After dinner, we decided to walk down and see the Ponte Vecchio at night. It's this really old bridge with lots of expensive jewelry shops on it! We were all really beat from a day of traveling, but on our way back to the hostel, we heard music floating to our ears from the direction of the Uffizi Gallery, so we followed and much to our surprise, found an American folk singer playing Paul Simon on his guitar. He looked like a backpacker, and had only one amp, but the way the Uffizi gallery is situated, it naturally amplifies everything, so it sounded like a concert hall for the evening. He was really good, so we decided to hang out for a while, which ended up being over an hour! This guy played all our favorites, from Paul Simon, to Led Zeppelin, to James Taylor, to the Beatles, and even U2! Every time we got up to leave, he started playing another song that we loved, so we would sit back down! All in all, it was a great way to finish the evening, and get a wholesome dose of Americana to treat my homesickness.

For the life of me I cannot figure out how my computer turns these photos around the wrong way, so please don't look at the picture, and just enjoy the music!

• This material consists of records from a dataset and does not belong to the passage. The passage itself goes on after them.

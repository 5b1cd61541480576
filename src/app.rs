//! Core application

use std::sync::Arc;

use anyhow::{Context, Result};

use crate::core::cli::{self, CliConfig, Commands, SystemCommands};
use crate::core::config::AppConfig;
use crate::core::constants::{APP_NAME_LOWER, ENV_LOG};
use crate::core::shutdown::ShutdownService;
use crate::core::storage::{AppStorage, DataSubdir};
use crate::data::{DatasetRegistry, DuckdbService};
use crate::domain::QueryCache;

pub struct CoreApp {
    pub config: AppConfig,
    pub storage: AppStorage,
    pub db: Arc<DuckdbService>,
    pub registry: Arc<DatasetRegistry>,
    pub cache: Arc<QueryCache>,
    pub shutdown: ShutdownService,
}

impl CoreApp {
    /// Run the application with CLI argument parsing
    pub async fn run() -> Result<()> {
        dotenvy::dotenv().ok();
        Self::init_logging();

        tracing::debug!("Application starting");

        let (cli_config, command) = cli::parse();
        match command {
            Some(Commands::System {
                command: system_cmd,
            }) => {
                return Self::handle_system_command(system_cmd, &cli_config);
            }
            Some(Commands::Start) | None => {}
        }

        let app = Self::init(&cli_config).await?;
        Self::start_server(app).await
    }

    async fn init(cli: &CliConfig) -> Result<Self> {
        let config = AppConfig::load(cli)?;
        let storage = AppStorage::init(config.data_dir.as_deref()).await?;

        let db = Arc::new(
            DuckdbService::init(
                &storage.subdir(DataSubdir::Duckdb),
                config.limits.query_timeout_secs,
            )
            .await
            .context("Failed to initialize the analytical store")?,
        );

        let registry = Arc::new(DatasetRegistry::new(db.clone()));
        let cache = Arc::new(QueryCache::default());
        let shutdown = ShutdownService::new(db.clone());

        Ok(Self {
            config,
            storage,
            db,
            registry,
            cache,
            shutdown,
        })
    }

    async fn start_server(app: Self) -> Result<()> {
        app.shutdown.listen_for_signals();

        if let Some(handle) = app
            .registry
            .start_cleanup_task(&app.config.datasets, app.shutdown.subscribe())
        {
            app.shutdown.register(handle);
        }

        crate::api::server::start(&app).await?;

        // Server returned after the graceful-shutdown signal
        app.shutdown.shutdown().await;
        Ok(())
    }

    fn handle_system_command(cmd: SystemCommands, cli: &CliConfig) -> Result<()> {
        match cmd {
            SystemCommands::Prune { yes } => Self::prune_data(yes, cli),
        }
    }

    fn prune_data(skip_confirm: bool, cli: &CliConfig) -> Result<()> {
        let data_dir = AppStorage::resolve_data_dir(cli.data_dir.as_deref());

        if !data_dir.exists() {
            println!(
                "Nothing to prune. Data directory does not exist: {}",
                data_dir.display()
            );
            return Ok(());
        }

        let data_dir = data_dir.canonicalize().unwrap_or(data_dir);

        println!("This will permanently delete the local data directory:");
        println!("  {}", data_dir.display());
        println!();
        println!(
            "Make sure the server is not running. \
             Deleting data while the server is running will cause data corruption."
        );

        if !skip_confirm {
            print!("\nContinue? [y/N] ");
            std::io::Write::flush(&mut std::io::stdout())?;

            let mut input = String::new();
            std::io::stdin().read_line(&mut input)?;

            if !matches!(input.trim().to_lowercase().as_str(), "y" | "yes") {
                println!("Aborted.");
                return Ok(());
            }
        }

        std::fs::remove_dir_all(&data_dir)
            .with_context(|| format!("Failed to delete data directory: {}", data_dir.display()))?;
        println!("Pruned: {}", data_dir.display());
        Ok(())
    }

    fn init_logging() {
        let default_filter = format!("info,{}=info", APP_NAME_LOWER);

        let filter = std::env::var(ENV_LOG)
            .or_else(|_| std::env::var("RUST_LOG"))
            .unwrap_or(default_filter);

        tracing_subscriber::fmt()
            .with_target(false)
            .with_thread_ids(false)
            .with_level(true)
            .with_ansi(true)
            .compact()
            .with_env_filter(filter)
            .init();
    }
}
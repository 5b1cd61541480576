//! Field-name resolution heuristic
//!
//! Maps free-form terms from the user's wording to actual schema columns:
//! case-insensitive exact match first, then substring containment in either
//! direction weighted by length overlap. At most five candidates per term;
//! ties keep schema order.

use std::collections::BTreeMap;

use serde::Serialize;

use crate::core::constants::MAX_RESOLVE_CANDIDATES;
use crate::data::Dataset;

#[derive(Debug, Clone, Serialize)]
pub struct ResolvedFields {
    /// Union of all matched columns, in first-match order
    pub mapped_columns: Vec<String>,
    /// Candidates per input term
    pub suggestions: BTreeMap<String, Vec<String>>,
}

/// Score a term against a column name; 0 means no match
fn score(term: &str, column: &str) -> u32 {
    let term = term.trim().to_lowercase();
    let column_lower = column.to_lowercase();
    if term.is_empty() {
        return 0;
    }
    if term == column_lower {
        return 100;
    }
    let (short, long) = if term.len() <= column_lower.len() {
        (&term, &column_lower)
    } else {
        (&column_lower, &term)
    };
    if long.contains(short.as_str()) {
        // Weight by how much of the longer name the overlap covers
        let ratio = short.chars().count() as f64 / long.chars().count() as f64;
        60 + (ratio * 40.0) as u32
    } else {
        0
    }
}

/// Resolve each term to its best-matching columns
pub fn resolve_terms(dataset: &Dataset, terms: &[String]) -> ResolvedFields {
    let mut mapped_columns: Vec<String> = Vec::new();
    let mut suggestions = BTreeMap::new();

    for term in terms {
        let mut scored: Vec<(u32, &str)> = dataset
            .columns
            .iter()
            .map(|c| (score(term, &c.name), c.name.as_str()))
            .filter(|(s, _)| *s > 0)
            .collect();
        // Stable sort keeps schema order among equal scores
        scored.sort_by(|a, b| b.0.cmp(&a.0));
        scored.truncate(MAX_RESOLVE_CANDIDATES);

        let candidates: Vec<String> = scored.iter().map(|(_, name)| name.to_string()).collect();
        for candidate in &candidates {
            if !mapped_columns.contains(candidate) {
                mapped_columns.push(candidate.clone());
            }
        }
        suggestions.insert(term.clone(), candidates);
    }

    ResolvedFields {
        mapped_columns,
        suggestions,
    }
}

On Saturday morning, we did indeed go back to our friends' uncles' bar, Caffè Guirovich, for breakfast. It was very busy that morning, and when we walked in we were greeted with a hearty Buon giorno! from the uncles. They were so glad to have us back! We drank the best cappuccinos of our lives! I'm serious, I've never had a cappuccino as good as this one, and one of the girls' uncles also recommended a delicious homemade pastry to go with it. I know now why Maria and Christina have such a penchant for baking! The uncles asked us what we had done the day before, and what our plans were for today, and I told him we were interested in going outside the city to the hill town of Fiesole. The uncle was so helpful, drawing us a map, and giving us directions to get to the bus stop, and of course, once again, they wouldn't let us pay for our wonderful breakfast! It was such a pleasure to meet them, they were so generous to people they didn't even know!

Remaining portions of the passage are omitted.